Lesson 1 -- second quarter 1996
March 3, 1996

by Mark Roth
© Copyright 1996, Christian Light Publications

Is the state of the one who "understandeth it not" hopeless?
How shall I deal with the thorns in my life?
How are riches deceitful?

The poor fellow with a way-side heart! Did you ever consider that he doesn't seem to have a chance? The enemy snatches away the seed before it can do much of anything. And if the sower scatters more seed there, the enemy will get it again. Even if the sower stands guard to shoo away the enemy, that seed won't accomplish much, laying there on that hard surface. No chance!

The hapless individual who "understandeth it not" finds himself stuck with a mind which just cannot "get" the Gospel message. Either the message is too simple or else it isn't simple enough! Romans 10:14 refers to the impossibility of believing in Someone of Whom they have not heard. Well, the way-side heart hears, alright, but the message doesn't connect, click or sink in. He's hopeless!

"No chance! He's hopeless!" Really? No, of course not! In the first paragraph, what if the sower sees the problem and prepares the soil before sowing the seed again? In the second paragraph, the problem in understanding doesn't seem to be mental. According to my source, the Greek word used here for "understandeth" is one that implies knowledge gained through the five senses. In other words, the way-side heart may hear the message with his ears, but perhaps he is not seeing and hearing it lived out. The clash between the verbal message and the life message leaves the seed laying on the surface, vulnerable to the bird.
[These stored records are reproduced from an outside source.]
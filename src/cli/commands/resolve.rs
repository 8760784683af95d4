//! resolve command - Show the effective metadata for one entity

use anyhow::Result;

use super::Context;
use crate::core::metadata::schema::{EntityMetadata, TagState};
use crate::core::types::EntityName;
use crate::ui::output;

/// Show the effective metadata for one entity.
pub fn resolve(
    ctx: &Context,
    name: &str,
    userlist_only: bool,
    no_userlist: bool,
    eval: bool,
) -> Result<()> {
    let name = EntityName::new(name)?;
    let store = ctx.open_store()?;

    let metadata = if userlist_only {
        store.resolve_userlist_only(&name, eval)?
    } else {
        store.resolve(&name, !no_userlist, eval)?
    };

    if ctx.json {
        println!("{}", serde_json::to_string_pretty(&metadata)?);
        return Ok(());
    }

    output::print(render_entity(&metadata), ctx.verbosity);
    Ok(())
}

/// Multi-line human rendering of a resolved record.
fn render_entity(metadata: &EntityMetadata) -> String {
    let mut lines = vec![metadata.name.to_string()];

    if !metadata.enabled {
        lines.push("  (disabled)".to_string());
    }

    if let Some(condition) = &metadata.condition {
        lines.push(format!("  condition: {condition}"));
    }

    for tag in &metadata.tags {
        let sign = match tag.state {
            TagState::Add => '+',
            TagState::Remove => '-',
        };
        match &tag.condition {
            Some(condition) => lines.push(format!("  {sign}{} [{condition}]", tag.name)),
            None => lines.push(format!("  {sign}{}", tag.name)),
        }
    }

    for message in &metadata.messages {
        lines.push(format!("  {}", output::render_message(message)));
    }

    for info in &metadata.dirty {
        let mut line = format!("  dirty: {:08X}", info.checksum);
        if !info.utility.is_empty() {
            line.push_str(&format!(" (clean with {})", info.utility));
        }
        lines.push(line);
    }

    for file in &metadata.requirements {
        lines.push(format!("  requires: {}", file.name));
    }

    for file in &metadata.incompatibilities {
        lines.push(format!("  incompatible: {}", file.name));
    }

    if lines.len() == 1 {
        lines.push("  (no metadata)".to_string());
    }

    lines.join("\n")
}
In way-side-heart cases, the sower's effectiveness is immeasurably magnified . . . not by dumping seed repeatedly, but by preparing the soil carefully first. How? By earnestly, openly and consistently living the message he wishes to present. After that, he can effectively sow the seed.

Thorns. In a garden, in a flower bed, in a field, in a lawn--what a hindering nuisance they are! In our hearts, the thorns of wealth and material cares constitute more than a nuisance; they are a mortal danger! In earthly agricultural settings, we deal with thorns with a good yank (wearing gloves, of course) or with a powerful poison; I even use the boiling water from Ruby's (my wife!) canning projects! I have yet to hear of trying to make the soil so strong that it will itself deal decisively with thorns. I challenge you to present your class with some spiritual parallels to these things.

"'The love of money is the root of all evil.' Not money, mind you! There is nothing wrong with money. It's our attitude toward it that makes such a difference!" Ring a bell? I have said things like that, so I am here to humbly "eat some crow," as the saying goes. Today's lesson has a statement covetous, earth-bound malcontents unwittingly overlook: "The deceitfulness of riches." Sounds to me like Jesus wants us to catch on that wealth has intrinsic dangers! We have been warned plainly and explicitly--the cares, riches and pleasures of this life will choke the development of God's Word in our lives! Do you believe it enough to live it?!